Take from the records below each line that holds "create".

------------------------------------

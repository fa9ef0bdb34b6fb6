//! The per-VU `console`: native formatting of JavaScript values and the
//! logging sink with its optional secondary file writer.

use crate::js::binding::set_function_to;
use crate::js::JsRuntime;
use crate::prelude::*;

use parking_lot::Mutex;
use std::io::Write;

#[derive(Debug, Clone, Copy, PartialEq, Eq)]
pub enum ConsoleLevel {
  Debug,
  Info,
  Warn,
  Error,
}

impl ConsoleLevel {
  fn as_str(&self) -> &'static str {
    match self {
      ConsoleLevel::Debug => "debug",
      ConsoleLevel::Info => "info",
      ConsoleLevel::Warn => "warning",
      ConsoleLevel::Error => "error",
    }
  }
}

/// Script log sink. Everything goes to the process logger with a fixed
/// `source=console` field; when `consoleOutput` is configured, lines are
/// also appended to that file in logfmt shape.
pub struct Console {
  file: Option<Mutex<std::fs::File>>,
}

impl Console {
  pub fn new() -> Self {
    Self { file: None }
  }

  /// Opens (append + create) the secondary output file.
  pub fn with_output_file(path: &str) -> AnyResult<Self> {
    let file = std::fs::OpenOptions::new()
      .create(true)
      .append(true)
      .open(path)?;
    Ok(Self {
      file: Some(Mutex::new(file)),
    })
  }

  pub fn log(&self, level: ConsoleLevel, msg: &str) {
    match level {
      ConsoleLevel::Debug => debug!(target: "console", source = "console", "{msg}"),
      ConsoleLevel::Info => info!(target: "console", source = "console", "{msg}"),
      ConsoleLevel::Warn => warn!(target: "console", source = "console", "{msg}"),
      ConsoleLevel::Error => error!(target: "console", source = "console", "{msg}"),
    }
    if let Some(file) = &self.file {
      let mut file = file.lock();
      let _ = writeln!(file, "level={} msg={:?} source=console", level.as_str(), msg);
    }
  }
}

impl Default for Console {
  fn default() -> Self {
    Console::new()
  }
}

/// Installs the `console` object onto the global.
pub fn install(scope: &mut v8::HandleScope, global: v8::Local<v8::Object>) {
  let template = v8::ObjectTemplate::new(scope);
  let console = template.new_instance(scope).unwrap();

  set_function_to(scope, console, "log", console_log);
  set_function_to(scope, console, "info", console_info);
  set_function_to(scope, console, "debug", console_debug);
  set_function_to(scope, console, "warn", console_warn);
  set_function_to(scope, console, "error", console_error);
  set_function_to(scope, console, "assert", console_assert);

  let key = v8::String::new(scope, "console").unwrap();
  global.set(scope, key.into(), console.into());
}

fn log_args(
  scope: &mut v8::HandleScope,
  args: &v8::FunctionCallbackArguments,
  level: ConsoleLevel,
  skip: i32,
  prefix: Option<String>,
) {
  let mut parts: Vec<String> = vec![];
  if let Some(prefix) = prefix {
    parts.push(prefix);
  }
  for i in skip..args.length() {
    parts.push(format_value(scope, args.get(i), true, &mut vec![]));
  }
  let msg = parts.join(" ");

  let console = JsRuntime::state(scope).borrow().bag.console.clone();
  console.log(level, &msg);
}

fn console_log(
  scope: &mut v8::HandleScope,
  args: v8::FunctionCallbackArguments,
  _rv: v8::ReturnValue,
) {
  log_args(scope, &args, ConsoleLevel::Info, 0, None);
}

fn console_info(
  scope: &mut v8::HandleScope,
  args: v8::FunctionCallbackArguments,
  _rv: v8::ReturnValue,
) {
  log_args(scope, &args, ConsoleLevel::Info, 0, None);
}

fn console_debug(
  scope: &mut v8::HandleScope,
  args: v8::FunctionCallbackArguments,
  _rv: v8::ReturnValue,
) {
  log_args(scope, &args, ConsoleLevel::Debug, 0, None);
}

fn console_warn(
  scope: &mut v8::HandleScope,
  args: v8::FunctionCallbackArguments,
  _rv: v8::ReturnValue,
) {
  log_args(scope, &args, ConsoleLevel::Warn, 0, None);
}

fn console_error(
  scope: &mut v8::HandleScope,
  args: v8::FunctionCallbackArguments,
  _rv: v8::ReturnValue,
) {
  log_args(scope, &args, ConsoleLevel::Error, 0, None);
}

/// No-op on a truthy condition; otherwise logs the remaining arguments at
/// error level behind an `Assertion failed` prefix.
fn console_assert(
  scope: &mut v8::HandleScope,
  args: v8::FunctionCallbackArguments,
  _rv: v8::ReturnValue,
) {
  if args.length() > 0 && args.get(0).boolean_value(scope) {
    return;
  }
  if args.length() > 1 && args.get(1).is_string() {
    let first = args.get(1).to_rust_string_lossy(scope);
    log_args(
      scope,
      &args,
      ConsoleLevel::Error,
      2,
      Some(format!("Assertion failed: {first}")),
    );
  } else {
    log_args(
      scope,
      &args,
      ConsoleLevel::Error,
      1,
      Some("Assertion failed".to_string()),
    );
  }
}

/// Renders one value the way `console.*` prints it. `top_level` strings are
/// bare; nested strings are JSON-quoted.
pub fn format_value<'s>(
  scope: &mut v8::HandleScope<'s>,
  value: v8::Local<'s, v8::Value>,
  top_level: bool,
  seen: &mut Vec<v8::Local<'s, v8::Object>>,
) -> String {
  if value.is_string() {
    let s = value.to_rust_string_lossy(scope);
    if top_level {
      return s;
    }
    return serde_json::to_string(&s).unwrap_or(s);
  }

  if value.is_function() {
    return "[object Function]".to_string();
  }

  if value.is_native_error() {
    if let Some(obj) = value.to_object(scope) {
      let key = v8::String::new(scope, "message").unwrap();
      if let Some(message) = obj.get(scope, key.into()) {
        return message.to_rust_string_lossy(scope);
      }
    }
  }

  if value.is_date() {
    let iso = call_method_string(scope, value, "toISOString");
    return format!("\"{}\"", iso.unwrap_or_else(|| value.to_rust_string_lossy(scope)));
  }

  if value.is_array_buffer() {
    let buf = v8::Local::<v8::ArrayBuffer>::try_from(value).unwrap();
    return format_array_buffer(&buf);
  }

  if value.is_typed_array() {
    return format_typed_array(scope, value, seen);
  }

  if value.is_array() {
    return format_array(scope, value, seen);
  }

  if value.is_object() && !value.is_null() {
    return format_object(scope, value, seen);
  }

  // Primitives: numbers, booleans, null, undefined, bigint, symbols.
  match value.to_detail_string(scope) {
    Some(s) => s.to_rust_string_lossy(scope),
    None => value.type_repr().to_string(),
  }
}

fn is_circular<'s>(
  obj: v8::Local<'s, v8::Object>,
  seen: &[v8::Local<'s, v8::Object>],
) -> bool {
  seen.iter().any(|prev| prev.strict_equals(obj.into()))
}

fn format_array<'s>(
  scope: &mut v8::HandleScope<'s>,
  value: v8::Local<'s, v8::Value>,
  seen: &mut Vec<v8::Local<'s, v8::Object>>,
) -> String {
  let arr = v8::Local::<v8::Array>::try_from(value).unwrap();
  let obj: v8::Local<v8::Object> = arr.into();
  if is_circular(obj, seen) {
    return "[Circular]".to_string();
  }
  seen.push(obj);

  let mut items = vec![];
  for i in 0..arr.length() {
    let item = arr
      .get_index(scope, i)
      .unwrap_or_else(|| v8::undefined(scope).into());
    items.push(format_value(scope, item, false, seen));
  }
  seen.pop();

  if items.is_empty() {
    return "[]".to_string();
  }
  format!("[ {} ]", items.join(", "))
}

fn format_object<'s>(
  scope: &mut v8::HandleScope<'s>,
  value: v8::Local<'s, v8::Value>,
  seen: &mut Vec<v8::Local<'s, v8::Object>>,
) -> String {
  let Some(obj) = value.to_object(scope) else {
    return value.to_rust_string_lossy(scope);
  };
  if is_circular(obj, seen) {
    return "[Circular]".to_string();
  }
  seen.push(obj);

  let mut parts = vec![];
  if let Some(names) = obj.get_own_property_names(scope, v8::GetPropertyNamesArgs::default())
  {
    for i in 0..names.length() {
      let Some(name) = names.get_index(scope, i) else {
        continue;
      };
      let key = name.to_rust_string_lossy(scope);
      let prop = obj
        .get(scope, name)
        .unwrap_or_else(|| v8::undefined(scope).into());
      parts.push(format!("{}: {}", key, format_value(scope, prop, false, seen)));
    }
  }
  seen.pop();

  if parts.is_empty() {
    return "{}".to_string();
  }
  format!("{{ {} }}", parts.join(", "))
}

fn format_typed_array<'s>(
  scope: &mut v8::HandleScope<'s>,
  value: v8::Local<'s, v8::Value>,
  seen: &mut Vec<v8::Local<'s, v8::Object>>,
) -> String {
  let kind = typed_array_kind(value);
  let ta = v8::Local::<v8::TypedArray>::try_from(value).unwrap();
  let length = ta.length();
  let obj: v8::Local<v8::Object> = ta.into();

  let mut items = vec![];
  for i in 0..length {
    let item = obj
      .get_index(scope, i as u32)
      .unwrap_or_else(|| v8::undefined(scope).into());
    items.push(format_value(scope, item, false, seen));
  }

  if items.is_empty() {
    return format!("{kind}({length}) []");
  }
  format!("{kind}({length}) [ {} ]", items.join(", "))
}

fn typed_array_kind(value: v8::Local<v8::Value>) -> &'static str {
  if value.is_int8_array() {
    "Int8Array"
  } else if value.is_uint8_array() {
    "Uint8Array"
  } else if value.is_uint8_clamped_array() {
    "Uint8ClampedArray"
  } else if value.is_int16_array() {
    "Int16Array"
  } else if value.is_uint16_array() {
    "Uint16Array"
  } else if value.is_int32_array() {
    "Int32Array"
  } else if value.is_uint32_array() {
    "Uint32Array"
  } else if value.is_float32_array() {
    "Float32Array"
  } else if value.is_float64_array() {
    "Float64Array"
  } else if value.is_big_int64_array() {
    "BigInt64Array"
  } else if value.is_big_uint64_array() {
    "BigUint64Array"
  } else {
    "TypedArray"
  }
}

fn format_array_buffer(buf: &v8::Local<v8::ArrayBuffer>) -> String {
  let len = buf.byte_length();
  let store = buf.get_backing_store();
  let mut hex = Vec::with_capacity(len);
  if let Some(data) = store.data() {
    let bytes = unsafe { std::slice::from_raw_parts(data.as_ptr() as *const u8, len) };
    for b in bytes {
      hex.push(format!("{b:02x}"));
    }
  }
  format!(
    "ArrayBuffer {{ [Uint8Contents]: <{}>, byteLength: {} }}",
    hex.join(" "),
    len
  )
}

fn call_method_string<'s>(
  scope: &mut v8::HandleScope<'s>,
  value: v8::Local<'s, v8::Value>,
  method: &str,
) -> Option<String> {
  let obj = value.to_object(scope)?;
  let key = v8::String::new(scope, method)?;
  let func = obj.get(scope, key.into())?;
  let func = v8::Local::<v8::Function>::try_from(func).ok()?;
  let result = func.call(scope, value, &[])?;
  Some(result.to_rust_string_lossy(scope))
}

------------------------------------

▶ [Result]
  /// Opens (append + create) the secondary output file.
      .create(true)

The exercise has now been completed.